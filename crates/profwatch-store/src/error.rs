use std::path::PathBuf;

use thiserror::Error;

#[derive(Debug, Error)]
pub enum StoreError {
    #[error("I/O error on {}: {source}", .path.display())]
    Io {
        path: PathBuf,
        #[source]
        source: std::io::Error,
    },

    #[error("CSV error on {}: {source}", .path.display())]
    Csv {
        path: PathBuf,
        #[source]
        source: csv::Error,
    },

    #[error("unexpected layout in {}: {reason}", .path.display())]
    Schema { path: PathBuf, reason: String },

    #[error("spreadsheet error on {}: {reason}", .path.display())]
    Spreadsheet { path: PathBuf, reason: String },
}

impl StoreError {
    pub(crate) fn io(path: &std::path::Path, source: std::io::Error) -> Self {
        Self::Io {
            path: path.to_path_buf(),
            source,
        }
    }

    pub(crate) fn csv(path: &std::path::Path, source: csv::Error) -> Self {
        Self::Csv {
            path: path.to_path_buf(),
            source,
        }
    }
}
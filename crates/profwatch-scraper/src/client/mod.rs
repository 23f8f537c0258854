//! Rate-limited HTTP client for listing and profile pages.

use std::time::Duration;

use profwatch_core::AppConfig;
use reqwest::Client;
use url::Url;

use crate::error::ScraperError;
use crate::pacer::RequestPacer;
use crate::rate_limit::retry_with_backoff;

/// HTTP client used for every page the scraper touches.
///
/// All requests go through one [`RequestPacer`], so the listing page and
/// profile pages share the same inter-request delay. Transient errors are
/// retried with exponential backoff up to `max_retries` additional attempts,
/// and each retry is paced like any other request.
pub struct ProfileClient {
    client: Client,
    pacer: RequestPacer,
    /// Maximum number of retry attempts after the first failure.
    max_retries: u32,
    /// Base delay in milliseconds for exponential backoff: `backoff_base_ms * 2^attempt`.
    backoff_base_ms: u64,
}

impl ProfileClient {
    /// Creates a `ProfileClient` with configured timeout, `User-Agent`, pacing
    /// and retry policy.
    ///
    /// # Errors
    ///
    /// Returns [`ScraperError::Http`] if the underlying `reqwest::Client`
    /// cannot be constructed.
    pub fn new(
        timeout_secs: u64,
        user_agent: &str,
        inter_request_delay_ms: u64,
        max_retries: u32,
        backoff_base_ms: u64,
    ) -> Result<Self, ScraperError> {
        let client = Client::builder()
            .timeout(Duration::from_secs(timeout_secs))
            .connect_timeout(Duration::from_secs(10))
            .user_agent(user_agent)
            .build()?;
        Ok(Self {
            client,
            pacer: RequestPacer::new(Duration::from_millis(inter_request_delay_ms)),
            max_retries,
            backoff_base_ms,
        })
    }

    /// Builds a client from the scraper settings in [`AppConfig`].
    ///
    /// # Errors
    ///
    /// Returns [`ScraperError::Http`] if the underlying `reqwest::Client`
    /// cannot be constructed.
    pub fn from_config(config: &AppConfig) -> Result<Self, ScraperError> {
        Self::new(
            config.request_timeout_secs,
            &config.user_agent,
            config.inter_request_delay_ms,
            config.max_retries,
            config.retry_backoff_base_ms,
        )
    }

    /// Fetches `url` and returns the response body as text.
    ///
    /// Invalid UTF-8 in the body is replaced rather than rejected.
    ///
    /// # Errors
    ///
    /// - [`ScraperError::InvalidUrl`]: `url` is not an absolute URL (not retried).
    /// - [`ScraperError::NotFound`]: HTTP 404 (not retried).
    /// - [`ScraperError::RateLimited`]: HTTP 429 after all retries exhausted.
    /// - [`ScraperError::UnexpectedStatus`]: any other non-2xx status
    ///   (500/502/503/504 retried, the rest not).
    /// - [`ScraperError::Http`]: network failure or timeout after all retries exhausted.
    pub async fn fetch(&self, url: &str) -> Result<String, ScraperError> {
        let url = Url::parse(url).map_err(|e| ScraperError::InvalidUrl {
            url: url.to_owned(),
            reason: e.to_string(),
        })?;

        let url = &url;
        retry_with_backoff(self.max_retries, self.backoff_base_ms, move || {
            self.pacer.run(self.fetch_once(url))
        })
        .await
    }

    async fn fetch_once(&self, url: &Url) -> Result<String, ScraperError> {
        tracing::debug!(url = %url, "fetching page");

        let response = self
            .client
            .get(url.clone())
            .header(
                reqwest::header::ACCEPT,
                "text/html,application/xhtml+xml;q=0.9,*/*;q=0.8",
            )
            .send()
            .await?;
        let status = response.status();

        if status == reqwest::StatusCode::TOO_MANY_REQUESTS {
            let retry_after_secs = response
                .headers()
                .get(reqwest::header::RETRY_AFTER)
                .and_then(|v| v.to_str().ok())
                .and_then(|s| s.trim().parse::<u64>().ok());
            return Err(ScraperError::RateLimited {
                url: url.to_string(),
                retry_after_secs,
            });
        }

        if status == reqwest::StatusCode::NOT_FOUND {
            return Err(ScraperError::NotFound {
                url: url.to_string(),
            });
        }

        if !status.is_success() {
            return Err(ScraperError::UnexpectedStatus {
                status: status.as_u16(),
                url: url.to_string(),
            });
        }

        let body = response.bytes().await?;
        Ok(String::from_utf8_lossy(&body).into_owned())
    }
}
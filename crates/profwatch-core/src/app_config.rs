use std::path::{Path, PathBuf};

use url::Url;

#[derive(Clone)]
pub struct AppConfig {
    pub listing_url: Url,
    pub data_dir: PathBuf,
    pub database_file: String,
    pub link_index_file: String,
    pub snapshot_prefix: String,
    pub log_file: String,
    pub log_level: String,
    pub request_timeout_secs: u64,
    pub user_agent: String,
    pub inter_request_delay_ms: u64,
    pub max_retries: u32,
    pub retry_backoff_base_ms: u64,
    pub listing_max_pages: u32,
    pub profile_link_pattern: String,
}

impl AppConfig {
    /// Returns a copy rooted at `dir` instead of the configured data directory.
    #[must_use]
    pub fn with_data_dir(mut self, dir: impl Into<PathBuf>) -> Self {
        self.data_dir = dir.into();
        self
    }

    #[must_use]
    pub fn database_path(&self) -> PathBuf {
        self.data_dir.join(&self.database_file)
    }

    #[must_use]
    pub fn link_index_path(&self) -> PathBuf {
        self.data_dir.join(&self.link_index_file)
    }

    #[must_use]
    pub fn log_path(&self) -> PathBuf {
        self.data_dir.join(&self.log_file)
    }

    #[must_use]
    pub fn data_dir(&self) -> &Path {
        &self.data_dir
    }
}

impl std::fmt::Debug for AppConfig {
    fn fmt(&self, f: &mut std::fmt::Formatter<'_>) -> std::fmt::Result {
        f.debug_struct("AppConfig")
            .field("listing_url", &self.listing_url.as_str())
            .field("data_dir", &self.data_dir)
            .field("database_file", &self.database_file)
            .field("link_index_file", &self.link_index_file)
            .field("snapshot_prefix", &self.snapshot_prefix)
            .field("log_file", &self.log_file)
            .field("log_level", &self.log_level)
            .field("request_timeout_secs", &self.request_timeout_secs)
            .field("user_agent", &self.user_agent)
            .field("inter_request_delay_ms", &self.inter_request_delay_ms)
            .field("max_retries", &self.max_retries)
            .field("retry_backoff_base_ms", &self.retry_backoff_base_ms)
            .field("listing_max_pages", &self.listing_max_pages)
            .field("profile_link_pattern", &self.profile_link_pattern)
            .finish()
    }
}
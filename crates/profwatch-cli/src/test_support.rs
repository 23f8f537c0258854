use std::path::Path;

use profwatch_core::AppConfig;
use profwatch_scraper::ProfileClient;
use url::Url;

/// Config pointing at `listing` with every file under `dir`.
pub(crate) fn test_config(listing: &str, dir: &Path) -> AppConfig {
    AppConfig {
        listing_url: Url::parse(listing).unwrap(),
        data_dir: dir.to_path_buf(),
        database_file: "Profile Detail.csv".to_string(),
        link_index_file: "Profile Links.xlsx".to_string(),
        snapshot_prefix: "new_profiles_".to_string(),
        log_file: "scraper.log".to_string(),
        log_level: "info".to_string(),
        request_timeout_secs: 5,
        user_agent: "profwatch-test/1.0".to_string(),
        inter_request_delay_ms: 0,
        max_retries: 0,
        retry_backoff_base_ms: 1,
        listing_max_pages: 1,
        profile_link_pattern: "/ads/details/".to_string(),
    }
}

/// Client with no pacing delay and no retries.
pub(crate) fn test_client() -> ProfileClient {
    ProfileClient::new(5, "profwatch-test/1.0", 0, 0, 1).unwrap()
}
=-=-=-=-=
§ **Directions for this task**: The answer must consist of every line from the records above that holds "ProfileClient".

§ **Exercise response**:
pub struct ProfileClient {
impl ProfileClient {
    /// Creates a `ProfileClient` with configured timeout, `User-Agent`, pacing
use profwatch_scraper::ProfileClient;
pub(crate) fn test_client() -> ProfileClient {
    ProfileClient::new(5, "profwatch-test/1.0", 0, 0, 1).unwrap()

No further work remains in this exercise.